Check the appropriate box below if the Form 8-K filing is intended to simultaneously satisfy the filing obligation of the registrant under any of the following provisions:

 

¨ Written communications pursuant to Rule 425 under the Securities Act (17 CFR 230.425)

 

¨ Soliciting material pursuant to Rule 14a-12 under the Exchange Act (17 CFR 240.14a-12)

 

¨ Pre-commencement communications pursuant to Rule 14d-2(b) under the Exchange Act (17 CFR 240. 14d-2(b))

 

¨ Pre-commencement communications pursuant to Rule 13e-4(c) under the Exchange Act (17 CFR 240. 13e-4(c))

 

 

 


Item 1.01 Entry Into A Material Definitive Agreement.

On January 31, 2008, Unum Group (the “Company”) entered into an agreement for an Accelerated Share Repurchase Transaction (the “ASR Agreement”) with Morgan Stanley & Co.

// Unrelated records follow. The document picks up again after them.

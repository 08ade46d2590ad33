//! Movie service.
//!
//! Saga entries are addressed by compound filter `{_id, "saga._id"}`. A
//! filter match proves the movie matched, not that the entry exists, so
//! every operation re-locates the entry in the document the store
//! returned before trusting the outcome.

use std::sync::Arc;

use serde_json::json;

use super::{locator, payload, MOVIES};
use crate::error::{Error, Resource, Result};
use crate::models::media::{Media, MediaUpdate};
use crate::models::movie::{Movie, MovieUpdate};
use crate::store::{Filter, ReturnDocument, Store, UpdateDoc};

/// Movie operations.
#[derive(Clone)]
pub struct Movies {
    store: Arc<Store>,
}

impl Movies {
    pub fn new(store: Arc<Store>) -> Self {
        Self { store }
    }

    /// Insert a new movie. Titles are not unique; no pre-existence check.
    pub fn create(&self, movie: Movie) -> Result<Movie> {
        let doc = self.store.insert(MOVIES, serde_json::to_value(&movie)?)?;
        Ok(serde_json::from_value(doc)?)
    }

    /// Append an entry to the saga and return the updated movie.
    pub fn append(&self, movie_id: &str, entry: Media) -> Result<Movie> {
        let update = UpdateDoc::new().push("saga", serde_json::to_value(&entry)?);
        let doc = self
            .store
            .find_one_and_update(MOVIES, &Filter::id(movie_id), &update, ReturnDocument::After)?
            .ok_or(Error::NotFound(Resource::Movie))?;
        Ok(serde_json::from_value(doc)?)
    }

    /// All movies.
    pub fn list(&self) -> Result<Vec<Movie>> {
        let docs = self.store.find(MOVIES, &Filter::new())?;
        docs.into_iter()
            .map(|doc| Ok(serde_json::from_value(doc)?))
            .collect()
    }

    /// A movie by id.
    pub fn get(&self, movie_id: &str) -> Result<Movie> {
        let doc = self
            .store
            .find_one(MOVIES, &Filter::id(movie_id))?
            .ok_or(Error::NotFound(Resource::Movie))?;
        Ok(serde_json::from_value(doc)?)
    }

    /// A single saga entry.
    pub fn saga_entry(&self, movie_id: &str, entry_id: &str) -> Result<Media> {
        let filter = Filter::id(movie_id).with("saga._id", entry_id);
        let doc = self
            .store
            .find_one(MOVIES, &filter)?
            .ok_or(Error::NotFound(Resource::Movie))?;

        let movie: Movie = serde_json::from_value(doc)?;
        locator::find_by_id(&movie.saga, entry_id)
            .cloned()
            .ok_or(Error::NotFound(Resource::Movie))
    }

    /// Update root-level fields and return the post-update movie.
    pub fn update(&self, movie_id: &str, fields: MovieUpdate) -> Result<Movie> {
        let update = payload::root_update(fields.into_fields());
        let doc = self
            .store
            .find_one_and_update(MOVIES, &Filter::id(movie_id), &update, ReturnDocument::After)?
            .ok_or(Error::NotFound(Resource::Movie))?;
        Ok(serde_json::from_value(doc)?)
    }

    /// Partially update one saga entry and return it.
    ///
    /// An update the store accepted but that cannot be re-located in the
    /// result is a silent no-op, reported as the movie not being found.
    pub fn update_saga_entry(
        &self,
        movie_id: &str,
        entry_id: &str,
        fields: MediaUpdate,
    ) -> Result<Media> {
        let filter = Filter::id(movie_id).with("saga._id", entry_id);
        let update = payload::scoped_update("saga", fields.into_fields());
        let doc = self
            .store
            .find_one_and_update(MOVIES, &filter, &update, ReturnDocument::After)?
            .ok_or(Error::NotFound(Resource::Movie))?;

        let movie: Movie = serde_json::from_value(doc)?;
        locator::find_by_id(&movie.saga, entry_id)
            .cloned()
            .ok_or(Error::NotFound(Resource::Movie))
    }

    /// Delete the whole movie document, nested content included.
    pub fn destroy(&self, movie_id: &str) -> Result<()> {
        self.store
            .find_one_and_delete(MOVIES, &Filter::id(movie_id))?
            .ok_or(Error::NotFound(Resource::Movie))?;
        Ok(())
    }

    /// Remove one saga entry.
    ///
    /// A filter miss is an ordinary 404; an entry still locatable after
    /// the pull is a store/locator inconsistency and surfaces as a server
    /// error, never as success.
    pub fn destroy_saga_entry(&self, movie_id: &str, entry_id: &str) -> Result<()> {
        let filter = Filter::id(movie_id).with("saga._id", entry_id);
        let update = UpdateDoc::new().pull("saga", json!({ "_id": entry_id }));
        let doc = self
            .store
            .find_one_and_update(MOVIES, &filter, &update, ReturnDocument::After)?
            .ok_or(Error::NotFound(Resource::Movie))?;

        let movie: Movie = serde_json::from_value(doc)?;
        if locator::find_by_id(&movie.saga, entry_id).is_some() {
            return Err(Error::RemovalIncomplete(Resource::Movie));
        }
        Ok(())
    }
}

Incorporated (“MSCO”). Under the ASR Agreement, the Company purchased approximately $350 million of its outstanding common stock. The Company is acquiring these shares as part of a previously announced share repurchase program of up to $700 million approved by the Company’s Board of Directors on October 29, 2007.

Under the ASR Agreement, MSCO plans to purchase shares of common stock in the open market from time to time until it has acquired a number of shares equivalent to the number of shares purchased by the Company. At the end of this period, the Company may receive, or may be required to remit, a purchase price adjustment based upon the volume weighted average price of its common shares during the period. Any price adjustment payable to the Company will be settled in shares of its common stock. Any price adjustment payable to MSCO will be settled in either cash or common stock, at the Company’s election. This settlement is scheduled to occur on or before the completion of the ASR Agreement in May 2008.

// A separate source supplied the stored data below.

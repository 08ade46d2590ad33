//! Catalog services.
//!
//! One service per resource, orchestrating document-store calls: compound
//! filters to address nested elements, scoped updates to mutate them, and
//! locator re-verification to tell "parent missing" from "child missing"
//! from "removed".

pub mod auth;
pub mod categories;
pub mod locator;
pub mod movies;
pub mod payload;
pub mod series;
pub mod users;

pub use auth::Auth;
pub use categories::Categories;
pub use movies::Movies;
pub use series::Series;
pub use users::Users;

/// Collection names.
pub(crate) const MOVIES: &str = "movies";
pub(crate) const SERIES: &str = "series";
pub(crate) const CATEGORIES: &str = "categories";
pub(crate) const USERS: &str = "users";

MSCO and certain of its affiliates have engaged, and may in the future engage, in financial advisory, investment banking and other services for the Company and its affiliates.

 

Item 7.01 Regulation FD Disclosure.

On January 31, 2008, the Company issued a press release reporting the accelerated share repurchase transaction described in Item 1.01 above. A copy of this press release is attached hereto as Exhibit 99.

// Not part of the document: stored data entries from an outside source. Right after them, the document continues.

//! Integration tests for the serie service.
//!
//! Tests cover:
//! - Root CRUD and season/episode append
//! - Depth-correct episode resolution (never depth-agnostic matching)
//! - Not-found classification at each of the three nesting levels
//! - Deletion idempotence and the removal-inconsistency convention

use std::sync::Arc;

use media_catalog::catalog::{locator, Series};
use media_catalog::models::generate_id;
use media_catalog::models::media::{Media, MediaUpdate, Subtitle};
use media_catalog::models::serie::{SeasonUpdate, Serie, SerieUpdate};
use media_catalog::store::Store;
use media_catalog::{Error, Resource};

// ========== TEST FIXTURES ==========

fn service() -> Series {
    Series::new(Arc::new(Store::in_memory()))
}

fn serie(title: &str) -> Serie {
    Serie {
        id: generate_id(),
        title: title.to_string(),
        categories: Vec::new(),
        seasons: Vec::new(),
    }
}

fn episode(title: &str) -> Media {
    Media {
        id: generate_id(),
        title: title.to_string(),
        description: format!("{title} description"),
        file_path: format!("~/series/{title}.mp4"),
        duration: 1000,
        posters: Vec::new(),
        languages: vec!["en-US".to_string()],
        subtitles: Vec::new(),
    }
}

/// A serie with one season holding one episode; returns (service, serie
/// id, season id, episode).
fn serie_with_episode(title: &str) -> (Series, String, String, Media) {
    let series = service();
    let created = series.create(serie(title)).unwrap();
    let with_season = series.append_season(&created.id).unwrap();
    let season_id = with_season.seasons[0].id.clone();

    let new_episode = episode("Pilot");
    series
        .append_episode(&created.id, &season_id, new_episode.clone())
        .unwrap();

    (series, created.id, season_id, new_episode)
}

// ========== ROOT CRUD TESTS ==========

#[test]
fn test_create_and_get() {
    let series = service();
    let created = series.create(serie("Brooklyn 99")).unwrap();

    assert_eq!(series.get(&created.id).unwrap(), created);
    assert!(matches!(
        series.get("missing").unwrap_err(),
        Error::NotFound(Resource::Serie)
    ));
}

#[test]
fn test_list_returns_all_series() {
    let series = service();
    series.create(serie("First")).unwrap();
    series.create(serie("Second")).unwrap();

    assert_eq!(series.list().unwrap().len(), 2);
}

#[test]
fn test_update_root_fields() {
    let series = service();
    let created = series.create(serie("Old")).unwrap();

    let updated = series
        .update(
            &created.id,
            SerieUpdate {
                title: Some("New".to_string()),
                categories: Some(vec!["cat-1".to_string()]),
            },
        )
        .unwrap();

    assert_eq!(updated.title, "New");
    assert_eq!(updated.categories, vec!["cat-1"]);
}

#[test]
fn test_destroy_removes_nested_content_atomically() {
    let (series, serie_id, season_id, pilot) = serie_with_episode("Brooklyn 99");

    series.destroy(&serie_id).unwrap();

    assert!(matches!(
        series.get(&serie_id).unwrap_err(),
        Error::NotFound(Resource::Serie)
    ));
    assert!(matches!(
        series.get_episode(&serie_id, &season_id, &pilot.id).unwrap_err(),
        Error::NotFound(Resource::Serie)
    ));
}

// ========== SEASON TESTS ==========

#[test]
fn test_append_season_generates_identifier() {
    let series = service();
    let created = series.create(serie("Brooklyn 99")).unwrap();

    let one = series.append_season(&created.id).unwrap();
    let two = series.append_season(&created.id).unwrap();

    assert_eq!(two.seasons.len(), 2);
    assert!(two.seasons[0].episodes.is_empty());
    assert_ne!(two.seasons[0].id, two.seasons[1].id);
    assert_eq!(one.seasons[0].id, two.seasons[0].id);
}

#[test]
fn test_append_season_to_unknown_serie() {
    let series = service();
    assert!(matches!(
        series.append_season("missing").unwrap_err(),
        Error::NotFound(Resource::Serie)
    ));
}

#[test]
fn test_get_season_returns_the_addressed_season() {
    let series = service();
    let created = series.create(serie("Brooklyn 99")).unwrap();
    series.append_season(&created.id).unwrap();
    let with_seasons = series.append_season(&created.id).unwrap();
    let second_id = with_seasons.seasons[1].id.clone();

    let season = series.get_season(&created.id, &second_id).unwrap();
    assert_eq!(season.id, second_id);
}

#[test]
fn test_get_season_classifies_depth() {
    let series = service();
    let created = series.create(serie("Brooklyn 99")).unwrap();

    assert!(matches!(
        series.get_season("missing", "whatever").unwrap_err(),
        Error::NotFound(Resource::Serie)
    ));
    assert!(matches!(
        series.get_season(&created.id, "missing").unwrap_err(),
        Error::NotFound(Resource::Season)
    ));
}

#[test]
fn test_update_season_replaces_episode_list() {
    let (series, serie_id, season_id, _) = serie_with_episode("Brooklyn 99");

    let replacement = vec![episode("Recut")];
    let season = series
        .update_season(
            &serie_id,
            &season_id,
            SeasonUpdate {
                episodes: Some(replacement.clone()),
            },
        )
        .unwrap();

    assert_eq!(season.episodes, replacement);
}

#[test]
fn test_update_season_unknown_season_is_serie_not_found() {
    let series = service();
    let created = series.create(serie("Brooklyn 99")).unwrap();

    let err = series
        .update_season(&created.id, "missing", SeasonUpdate::default())
        .unwrap_err();
    assert!(matches!(err, Error::NotFound(Resource::Serie)));
}

/// A season id that was never appended to an existing serie is a missing
/// season, not a missing serie.
#[test]
fn test_destroy_season_never_appended_is_season_not_found() {
    let series = service();
    let created = series.create(serie("Brooklyn 99")).unwrap();

    let err = series.destroy_season(&created.id, "missing").unwrap_err();
    assert!(matches!(err, Error::NotFound(Resource::Season)));
    assert_eq!(err.public_message(), "Season Not Found.");
}

#[test]
fn test_destroy_season_twice_is_not_found() {
    let (series, serie_id, season_id, _) = serie_with_episode("Brooklyn 99");

    series.destroy_season(&serie_id, &season_id).unwrap();

    assert!(series.get(&serie_id).unwrap().seasons.is_empty());
    assert!(matches!(
        series.destroy_season(&serie_id, &season_id).unwrap_err(),
        Error::NotFound(Resource::Season)
    ));
}

// ========== EPISODE TESTS ==========

/// Create, append season, append episode, then fetch: the stored episode is
/// deep-equal to the payload, ids included.
#[test]
fn test_episode_round_trip() {
    let series = service();
    let created = series.create(serie("Brooklyn 99")).unwrap();
    let with_season = series.append_season(&created.id).unwrap();
    let season_id = with_season.seasons[0].id.clone();

    let pilot = Media {
        id: generate_id(),
        title: "Pilot".to_string(),
        description: "The first episode of the first season.".to_string(),
        file_path: "~/series/brooklyn-99/season1/pilot.mp4".to_string(),
        duration: 1000,
        posters: vec!["~/series/brooklyn-99/season1/pilot.png".to_string()],
        languages: vec!["en-US".to_string()],
        subtitles: vec![Subtitle {
            id: generate_id(),
            language: "pt-BR".to_string(),
            file_path: "~/series/brooklyn-99/season1/pilot.pt-br.srt".to_string(),
        }],
    };

    let updated = series
        .append_episode(&created.id, &season_id, pilot.clone())
        .unwrap();
    assert_eq!(updated.seasons[0].episodes.len(), 1);

    let fetched = series
        .get_episode(&created.id, &season_id, &pilot.id)
        .unwrap();
    assert_eq!(fetched, pilot);

    let subtitle = locator::find_by_id(&fetched.subtitles, &pilot.subtitles[0].id).unwrap();
    assert_eq!(subtitle.language, "pt-BR");
}

#[test]
fn test_append_episode_classifies_serie_before_season() {
    let series = service();
    let created = series.create(serie("Brooklyn 99")).unwrap();

    assert!(matches!(
        series
            .append_episode("missing", "whatever", episode("Orphan"))
            .unwrap_err(),
        Error::NotFound(Resource::Serie)
    ));
    assert!(matches!(
        series
            .append_episode(&created.id, "missing", episode("Orphan"))
            .unwrap_err(),
        Error::NotFound(Resource::Season)
    ));
}

/// Episodes resolve independently of their position among siblings.
#[test]
fn test_get_episode_independent_of_position() {
    let series = service();
    let created = series.create(serie("Brooklyn 99")).unwrap();
    let with_season = series.append_season(&created.id).unwrap();
    let season_id = with_season.seasons[0].id.clone();

    let episodes: Vec<Media> = ["Pilot", "The Tagger", "The Slump"]
        .iter()
        .map(|title| episode(title))
        .collect();
    for ep in &episodes {
        series
            .append_episode(&created.id, &season_id, ep.clone())
            .unwrap();
    }

    for ep in &episodes {
        let fetched = series.get_episode(&created.id, &season_id, &ep.id).unwrap();
        assert_eq!(&fetched, ep);
    }
}

/// Depth-correct resolution: an episode id that exists under a *different*
/// season of the same serie must not resolve, even though the compound
/// filter matches the document.
#[test]
fn test_get_episode_from_wrong_season_is_episode_not_found() {
    let series = service();
    let created = series.create(serie("Brooklyn 99")).unwrap();
    let one = series.append_season(&created.id).unwrap();
    let two = series.append_season(&created.id).unwrap();
    let first_season = one.seasons[0].id.clone();
    let second_season = two.seasons[1].id.clone();

    let pilot = episode("Pilot");
    series
        .append_episode(&created.id, &first_season, pilot.clone())
        .unwrap();

    let err = series
        .get_episode(&created.id, &second_season, &pilot.id)
        .unwrap_err();
    assert!(matches!(err, Error::NotFound(Resource::Episode)));
}

#[test]
fn test_get_episode_classifies_each_depth() {
    let (series, serie_id, season_id, pilot) = serie_with_episode("Brooklyn 99");

    assert!(matches!(
        series.get_episode("missing", &season_id, &pilot.id).unwrap_err(),
        Error::NotFound(Resource::Serie)
    ));
    assert!(matches!(
        series.get_episode(&serie_id, "missing", &pilot.id).unwrap_err(),
        Error::NotFound(Resource::Season)
    ));
    assert!(matches!(
        series.get_episode(&serie_id, &season_id, "missing").unwrap_err(),
        Error::NotFound(Resource::Episode)
    ));
}

/// The locator treats empty nested sequences as an ordinary miss at that
/// depth, never a panic.
#[test]
fn test_empty_sequences_resolve_to_not_found() {
    let series = service();
    let created = series.create(serie("Brooklyn 99")).unwrap();

    // No seasons at all.
    assert!(matches!(
        series.get_season(&created.id, "s").unwrap_err(),
        Error::NotFound(Resource::Season)
    ));

    // A season with no episodes.
    let with_season = series.append_season(&created.id).unwrap();
    let season_id = with_season.seasons[0].id.clone();
    assert!(matches!(
        series.get_episode(&created.id, &season_id, "e").unwrap_err(),
        Error::NotFound(Resource::Episode)
    ));
}

#[test]
fn test_update_episode_touches_only_the_target() {
    let series = service();
    let created = series.create(serie("Brooklyn 99")).unwrap();
    let one = series.append_season(&created.id).unwrap();
    let two = series.append_season(&created.id).unwrap();
    let first_season = one.seasons[0].id.clone();
    let second_season = two.seasons[1].id.clone();

    let pilot = episode("Pilot");
    let tagger = episode("The Tagger");
    let finale = episode("Finale");
    series
        .append_episode(&created.id, &first_season, pilot.clone())
        .unwrap();
    series
        .append_episode(&created.id, &first_season, tagger.clone())
        .unwrap();
    series
        .append_episode(&created.id, &second_season, finale.clone())
        .unwrap();

    let updated = series
        .update_episode(
            &created.id,
            &first_season,
            &tagger.id,
            MediaUpdate {
                title: Some("The Tagger (remastered)".to_string()),
                ..Default::default()
            },
        )
        .unwrap();
    assert_eq!(updated.title, "The Tagger (remastered)");
    assert_eq!(updated.description, tagger.description);

    let after = series.get(&created.id).unwrap();
    assert_eq!(after.seasons[0].episodes[0], pilot);
    assert_eq!(after.seasons[1].episodes[0], finale);
}

/// A partial update addressed through the wrong season never lands; the
/// silent no-op is classified as the serie not being resolvable.
#[test]
fn test_update_episode_from_wrong_season_is_serie_not_found() {
    let series = service();
    let created = series.create(serie("Brooklyn 99")).unwrap();
    let one = series.append_season(&created.id).unwrap();
    let two = series.append_season(&created.id).unwrap();
    let first_season = one.seasons[0].id.clone();
    let second_season = two.seasons[1].id.clone();

    let pilot = episode("Pilot");
    series
        .append_episode(&created.id, &first_season, pilot.clone())
        .unwrap();

    let err = series
        .update_episode(
            &created.id,
            &second_season,
            &pilot.id,
            MediaUpdate {
                title: Some("Never".to_string()),
                ..Default::default()
            },
        )
        .unwrap_err();
    assert!(matches!(err, Error::NotFound(Resource::Serie)));

    // The episode is untouched under its real season.
    let fetched = series
        .get_episode(&created.id, &first_season, &pilot.id)
        .unwrap();
    assert_eq!(fetched.title, "Pilot");
}

#[test]
fn test_destroy_episode_removes_only_the_target() {
    let series = service();
    let created = series.create(serie("Brooklyn 99")).unwrap();
    let with_season = series.append_season(&created.id).unwrap();
    let season_id = with_season.seasons[0].id.clone();

    let pilot = episode("Pilot");
    let tagger = episode("The Tagger");
    series
        .append_episode(&created.id, &season_id, pilot.clone())
        .unwrap();
    series
        .append_episode(&created.id, &season_id, tagger.clone())
        .unwrap();

    series
        .destroy_episode(&created.id, &season_id, &pilot.id)
        .unwrap();

    let after = series.get(&created.id).unwrap();
    assert_eq!(after.seasons[0].episodes.len(), 1);
    assert_eq!(after.seasons[0].episodes[0].id, tagger.id);
}

/// Success then not-found: after a true removal the element cannot be
/// "still present", so the second call classifies as an ordinary 404.
#[test]
fn test_destroy_episode_twice_is_not_found() {
    let (series, serie_id, season_id, pilot) = serie_with_episode("Brooklyn 99");

    series
        .destroy_episode(&serie_id, &season_id, &pilot.id)
        .unwrap();

    let err = series
        .destroy_episode(&serie_id, &season_id, &pilot.id)
        .unwrap_err();
    assert!(matches!(err, Error::NotFound(Resource::Episode)));
}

In accordance with General Instruction B.2 of Form 8-K, the information included or incorporated in this Item 7.01 shall not be deemed “filed” for purposes of Section 18 of the Securities Exchange Act of 1934, nor shall such information be deemed incorporated by reference in any filing under the Securities Act of 1933, as amended, except as shall be expressly set forth by specific reference in such a filing.

 

Item 9.01. Financial Statements and Exhibits.

 

(d) Exhibits. The following exhibit is furnished with this Report:

 

Exhibit 99    Press release issued by the Company dated January 31, 2008 reporting an accelerated share repurchase transaction.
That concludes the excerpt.